Albanese’s China reset leaves national security establishment in the cold

Nov 22, 2022
Prime Minister Anthony Albanese

We should all welcome a bilateral decision between Australia and China to tone down the language, lower the temperature and to resume discussions of mutual interests.

But Australians, or the very hawkish Canberra national security establishment would be deluding themselves if they imagined that this represented any Chinese backdown on the differences which have festered between us, or some triumph for the quarrel-picking Australian diplomacy of recent years. It is, rather, only an incidental corollary of China’s decision to get a conversation going with the United States again. That the two sets of discussions followed remarkably similar lines — the US one naturally earlier and at greater length than the brief conversation between President Xi Jinping and Anthony Albanese is simply a reflection of China’s willingness to accept us in our chosen role as an automatic follower of the US.

China may well have recognised that resetting Australian relations would also be in its interest. It has been openly inviting a new start, not least since Albanese won at the elections six months ago. But while Australia was insisting on having every conciliatory word accompanied by some unnecessary belligerence, it would not have given this new start any great priority had it not seen the virtue of getting its political and trade relations with the US back on the right track. The western audience, not least the Australian one, has been primed in recent years to regard China as an implacable enemy, in inevitable conflict with the US over military and political hegemony in Asia. War with China over the future of Taiwan has come to be seen as likely and soon. The militarisation of islands off the Chinese coast has been seen as deeply sinister and a sure sign of plans for aggression, just as the build-up of the Chinese navy has been read as a sign that Australia needs a fleet of nuclear submarines, and American air force bases able to strike China from the Northern Territory. Key figures in the intelligence establishment, and unregistered lobbyists for American interests treated as Australian seek continually to dominate the local political space devoted to defence matters, and even amateur historians guarding our borders from people fleeing from war speak meaningfully of hearing the drumbeats.

Albanese has made it clear that he has no intention of rolling over on any Australian grievances in trade, nor in summarily dropping Australian defence preparations. But he has committed himself to continuous dialogue rather than name calling with most channels of communication left closed. In looking to a re-set (nothing by way of dropping any of the trade sanctions is formally on the agenda yet) he would do well to attend to a re-set at the Australian end.
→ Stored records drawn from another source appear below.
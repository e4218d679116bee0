//! CaseScout CLI — AI use-case proposal generator.
//!
//! Researches a company and its industry from public web sources, derives
//! candidate AI use cases, and drafts a proposal with dataset pointers.

mod commands;

use clap::Parser;
use color_eyre::eyre::Result;

use commands::Cli;

#[tokio::main]
async fn main() -> Result<()> {
    color_eyre::install()?;
    let cli = Cli::parse();
    commands::init_tracing(&cli);
    commands::run(cli).await
}
//! Dataset lookup per use case and the resources file writer.

use std::path::Path;
use std::sync::Arc;

use tracing::{debug, info, instrument, warn};

use casescout_research::SearchProvider;
use casescout_shared::{CaseScoutError, DatasetIndex, NO_DATASET, Result, RunReporter};

/// Looks up one illustrative dataset pointer per use case.
pub struct DatasetFinder {
    search: Arc<dyn SearchProvider>,
}

impl DatasetFinder {
    pub fn new(search: Arc<dyn SearchProvider>) -> Self {
        Self { search }
    }

    /// Query `"<use case> dataset"` for each use case, strictly in order.
    ///
    /// The returned index always has exactly one entry per input. A failed
    /// or empty lookup records the [`NO_DATASET`] sentinel and the batch
    /// keeps going.
    #[instrument(skip_all, fields(use_cases = use_cases.len()))]
    pub async fn find_datasets(
        &self,
        use_cases: &[String],
        reporter: &dyn RunReporter,
    ) -> DatasetIndex {
        let mut index = DatasetIndex::new();
        let total = use_cases.len();

        for (i, use_case) in use_cases.iter().enumerate() {
            reporter.lookup_progress(i + 1, total, use_case);

            let link = match self.search.search(&format!("{use_case} dataset"), 1).await {
                Ok(results) => results
                    .into_iter()
                    .next()
                    .unwrap_or_else(|| NO_DATASET.to_string()),
                Err(e) => {
                    warn!(use_case = %use_case, "dataset lookup failed: {e}");
                    NO_DATASET.to_string()
                }
            };

            index.insert(use_case.clone(), link);
        }

        info!(
            total,
            found = index.found_count(),
            "dataset lookup complete"
        );

        index
    }
}

/// Render the resource list as two-line blocks separated by blank lines.
///
/// Pure rendering, shared by [`save_resources`] and inline display.
pub fn render_resources(datasets: &DatasetIndex) -> String {
    let mut out = String::new();
    for entry in datasets.entries() {
        out.push_str(&format!(
            "Use Case: {}\nDataset Link: {}\n\n",
            entry.use_case, entry.link
        ));
    }
    out
}

/// Write the rendered resource list to disk.
pub fn save_resources(datasets: &DatasetIndex, path: &Path) -> Result<()> {
    std::fs::write(path, render_resources(datasets)).map_err(|e| CaseScoutError::io(path, e))?;
    debug!(path = %path.display(), entries = datasets.len(), "wrote resources file");
    Ok(())
}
First, he needs a new national security establishment to advise him. Not the very right wing and very hawkish team chosen by Scott Morrison, almost all of whom give the impression of having a higher loyalty to the general interests of the western alliance, as seen from Washington, than to Australia’s own interests as a member, albeit a junior one. It has gone without saying that the interpretation of where Australia’s best interests lie has turned on the conclusion that Australia will always be better off if the US is an ally beholden to us. Thus, the reasoning goes, we should stand beside them even when we feel that doing so serves no interest other than keeping the US national security establishment happy.

Whenever I hear this argument, I am reminded of something a senior US official remarked to me in Washington, soon after a visit to President Reagan by British prime minister Margaret Thatcher 25 years ago. She spoke at a dinner with the secretary of defence and of state and assorted officials about Britain’s long and close relationship, and bonds of kinship, with America. Someone responded, “Yes ma’am, I can see your argument. World War I and II and all that. We do value our relationship with Britain. But when we are thinking about what is in America’s national interest, we consider the position or views of Great Britain about as often as Britain, in considering its own national interests, thinks of the Isle of Wight.”